Task instructions
Find every line below with the string "return" and pick it out.

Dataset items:
==============================
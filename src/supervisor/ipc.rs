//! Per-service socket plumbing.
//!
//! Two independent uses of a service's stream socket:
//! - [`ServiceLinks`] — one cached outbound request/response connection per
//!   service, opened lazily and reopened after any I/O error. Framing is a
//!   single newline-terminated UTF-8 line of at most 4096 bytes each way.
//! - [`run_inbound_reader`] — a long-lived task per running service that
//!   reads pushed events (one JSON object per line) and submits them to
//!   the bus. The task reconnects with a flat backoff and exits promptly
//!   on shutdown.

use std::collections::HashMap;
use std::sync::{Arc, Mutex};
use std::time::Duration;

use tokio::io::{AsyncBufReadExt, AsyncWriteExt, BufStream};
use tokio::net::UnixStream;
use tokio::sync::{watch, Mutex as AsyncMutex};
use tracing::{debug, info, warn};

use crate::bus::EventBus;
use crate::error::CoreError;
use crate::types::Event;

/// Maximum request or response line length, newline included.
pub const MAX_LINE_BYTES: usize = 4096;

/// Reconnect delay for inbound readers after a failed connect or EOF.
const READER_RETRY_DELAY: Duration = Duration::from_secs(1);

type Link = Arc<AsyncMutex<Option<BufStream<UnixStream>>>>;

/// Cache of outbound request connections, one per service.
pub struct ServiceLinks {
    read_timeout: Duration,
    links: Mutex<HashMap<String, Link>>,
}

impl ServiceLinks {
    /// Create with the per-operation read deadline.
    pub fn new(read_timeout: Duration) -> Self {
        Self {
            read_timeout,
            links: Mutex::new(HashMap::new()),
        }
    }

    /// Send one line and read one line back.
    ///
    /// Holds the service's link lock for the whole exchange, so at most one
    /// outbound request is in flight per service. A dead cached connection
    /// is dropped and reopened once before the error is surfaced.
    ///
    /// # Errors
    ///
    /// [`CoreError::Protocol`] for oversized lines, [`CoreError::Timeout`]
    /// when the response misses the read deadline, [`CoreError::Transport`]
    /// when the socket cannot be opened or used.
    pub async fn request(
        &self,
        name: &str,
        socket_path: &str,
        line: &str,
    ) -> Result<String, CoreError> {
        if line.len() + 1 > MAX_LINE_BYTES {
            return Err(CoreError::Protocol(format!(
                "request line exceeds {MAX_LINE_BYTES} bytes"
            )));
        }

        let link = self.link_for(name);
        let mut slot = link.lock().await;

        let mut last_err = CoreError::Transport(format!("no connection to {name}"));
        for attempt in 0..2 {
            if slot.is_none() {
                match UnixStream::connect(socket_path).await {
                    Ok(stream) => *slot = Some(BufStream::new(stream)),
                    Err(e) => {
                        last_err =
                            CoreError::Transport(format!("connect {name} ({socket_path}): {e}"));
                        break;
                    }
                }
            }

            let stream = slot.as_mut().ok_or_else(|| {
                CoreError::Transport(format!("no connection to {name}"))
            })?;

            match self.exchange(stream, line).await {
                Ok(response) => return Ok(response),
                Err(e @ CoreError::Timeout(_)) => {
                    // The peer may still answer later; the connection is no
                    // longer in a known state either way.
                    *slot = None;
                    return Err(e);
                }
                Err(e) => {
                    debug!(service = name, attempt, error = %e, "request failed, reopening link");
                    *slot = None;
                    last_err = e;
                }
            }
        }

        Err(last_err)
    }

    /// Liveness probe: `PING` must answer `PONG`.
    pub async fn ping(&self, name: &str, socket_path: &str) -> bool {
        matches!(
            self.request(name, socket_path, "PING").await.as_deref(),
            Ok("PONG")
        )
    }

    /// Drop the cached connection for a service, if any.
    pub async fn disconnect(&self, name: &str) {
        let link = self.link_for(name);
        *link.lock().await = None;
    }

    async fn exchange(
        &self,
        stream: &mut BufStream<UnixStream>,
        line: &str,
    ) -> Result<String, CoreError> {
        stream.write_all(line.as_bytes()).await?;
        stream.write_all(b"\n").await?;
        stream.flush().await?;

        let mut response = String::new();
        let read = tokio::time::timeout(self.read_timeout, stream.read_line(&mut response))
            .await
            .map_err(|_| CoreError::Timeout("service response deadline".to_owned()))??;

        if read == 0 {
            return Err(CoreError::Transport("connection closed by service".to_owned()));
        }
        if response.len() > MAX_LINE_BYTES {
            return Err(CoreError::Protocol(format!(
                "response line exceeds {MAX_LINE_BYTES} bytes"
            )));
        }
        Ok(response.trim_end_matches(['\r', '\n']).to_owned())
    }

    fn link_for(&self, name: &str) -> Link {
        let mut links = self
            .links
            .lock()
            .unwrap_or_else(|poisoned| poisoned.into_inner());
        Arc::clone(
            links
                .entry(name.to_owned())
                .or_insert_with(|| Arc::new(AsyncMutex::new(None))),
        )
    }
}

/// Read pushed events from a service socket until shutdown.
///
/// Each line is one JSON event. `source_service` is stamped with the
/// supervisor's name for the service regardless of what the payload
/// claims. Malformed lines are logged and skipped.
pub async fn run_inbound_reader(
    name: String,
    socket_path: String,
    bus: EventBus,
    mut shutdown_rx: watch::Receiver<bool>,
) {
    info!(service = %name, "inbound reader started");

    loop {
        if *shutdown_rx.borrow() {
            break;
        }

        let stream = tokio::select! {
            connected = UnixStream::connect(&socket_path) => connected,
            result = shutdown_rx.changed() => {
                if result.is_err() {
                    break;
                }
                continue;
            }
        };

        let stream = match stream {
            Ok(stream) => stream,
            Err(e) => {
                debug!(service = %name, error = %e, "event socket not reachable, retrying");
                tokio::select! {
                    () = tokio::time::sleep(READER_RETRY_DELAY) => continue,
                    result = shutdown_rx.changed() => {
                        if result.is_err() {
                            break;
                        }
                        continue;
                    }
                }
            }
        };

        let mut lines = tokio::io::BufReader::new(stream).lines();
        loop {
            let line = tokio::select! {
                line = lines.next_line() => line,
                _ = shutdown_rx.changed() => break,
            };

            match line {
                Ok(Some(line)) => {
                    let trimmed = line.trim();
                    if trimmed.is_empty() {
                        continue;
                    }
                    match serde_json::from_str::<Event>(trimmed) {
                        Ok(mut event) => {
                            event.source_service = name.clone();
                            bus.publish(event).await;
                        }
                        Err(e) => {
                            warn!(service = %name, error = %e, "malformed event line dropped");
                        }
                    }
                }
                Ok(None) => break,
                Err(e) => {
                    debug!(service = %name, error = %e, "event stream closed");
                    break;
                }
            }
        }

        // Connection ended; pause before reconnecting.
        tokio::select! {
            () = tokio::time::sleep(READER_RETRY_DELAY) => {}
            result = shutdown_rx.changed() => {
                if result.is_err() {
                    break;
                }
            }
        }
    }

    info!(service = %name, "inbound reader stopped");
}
==============================
Written solution
            return Err(CoreError::Protocol(format!(
                Ok(response) => return Ok(response),
                    return Err(e);
            return Err(CoreError::Transport("connection closed by service".to_owned()));
            return Err(CoreError::Protocol(format!(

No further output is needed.